There are a few general strategies that can be followed to determine the cause of unexpected behavior. These are a few of the tools available to help determine where problems occur.
The TORQUE server host must be able to perform both forward and reverse name lookup on itself and on all compute nodes. Likewise, each compute node must be able to perform forward and reverse name lookup on itself, the TORQUE server host, and all other compute nodes. In many cases, name resolution is handled by configuring the node's /etc/hosts file although DNS and NIS services may also be used. Commands such as nslookup or dig can be used to verify proper host resolution.
Invalid host resolution may exhibit itself with compute nodes reporting as down within the output of pbsnodes -a and with failure of the momctl -d 3 command. |
Be sure that, if you have firewalls running on the server or node machines, you allow connections on the appropriate ports for each machine. TORQUE pbs_mom daemons use UDP ports 1023 and below if privileged ports are configured (privileged ports is the default). The pbs_server and pbs_mom daemons use TCP and UDP ports 15001-15004 by default.

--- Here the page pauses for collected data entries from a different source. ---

// ABOUTME: Applies date and Authorization headers to outbound HTTP requests.
// ABOUTME: Signs exactly the date value that is transmitted with the request.

use crate::error::{AuthError, Result};
use crate::signer::Signer;
use chrono::{DateTime, Utc};
use http::header::{HeaderName, HeaderValue, AUTHORIZATION, DATE};
use http::HeaderMap;

/// Format a timestamp as an RFC 1123 `date` header value in GMT.
pub fn rfc1123_date(at: DateTime<Utc>) -> String {
    at.format("%a, %d %b %Y %H:%M:%S GMT").to_string()
}

/// Set `date` to `at` and `Authorization` to its signature.
///
/// Call after every other header is final. Only the `date` value is
/// covered by the signature, and it is inserted byte-for-byte as signed.
/// On error `headers` is left unchanged.
///
/// # Errors
/// Returns the signer's error, or `AuthError::InvalidHeader` if a value
/// cannot be carried in an HTTP header.
pub fn authorize_headers<S>(signer: &S, headers: &mut HeaderMap, at: DateTime<Utc>) -> Result<()>
where
    S: Signer + ?Sized,
{
    let date = rfc1123_date(at);
    let authorization = signer.sign(&date)?;

    let date = header_value(&DATE, &date)?;
    let authorization = header_value(&AUTHORIZATION, &authorization)?;
    headers.insert(DATE, date);
    headers.insert(AUTHORIZATION, authorization);
    Ok(())
}

/// Sign an outbound request with the current time.
///
/// # Errors
/// As [`authorize_headers`].
pub fn sign_request<S, B>(signer: &S, request: &mut http::Request<B>) -> Result<()>
where
    S: Signer + ?Sized,
{
    authorize_headers(signer, request.headers_mut(), Utc::now())
}

fn header_value(name: &HeaderName, value: &str) -> Result<HeaderValue> {
    HeaderValue::from_str(value).map_err(|e| AuthError::InvalidHeader {
        header: name.to_string(),
        message: e.to_string(),
    })
}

Firewall based issues are often associated with server to MOM communication failures and messages such as 'premature end of message' in the log files.
Also, the tcpdump program can be used to verify the correct network packets are being sent.
The pbs_server keeps a daily log of all activity in the TORQUE_HOME/server_logs directory. The pbs_mom also keeps a daily log of all activity in the TORQUE_HOME/mom_logs/ directory. These logs contain information on communication between server and MOM as well as information on jobs as they enter the queue and as they are dispatched, run, and terminated. These logs can be very helpful in determining general job failures. For MOM logs, the verbosity of the logging can be adjusted by setting the loglevel parameter in the mom_priv/config file. For server logs, the verbosity of the logging can be adjusted by setting the server log_level attribute in qmgr.
For both pbs_mom and pbs_server daemons, the log verbosity level can also be adjusted by setting the environment variable PBSLOGLEVEL to a value between 0 and 7. Further, to dynamically change the log level of a running daemon, use the SIGUSR1 and SIGUSR2 signals to increase and decrease the active loglevel by one. Signals are sent to a process using the kill command. For example, kill -USR1 `pgrep pbs_mom` would raise the log level up by one. The current loglevel for pbs_mom can be displayed with the command momctl -d3.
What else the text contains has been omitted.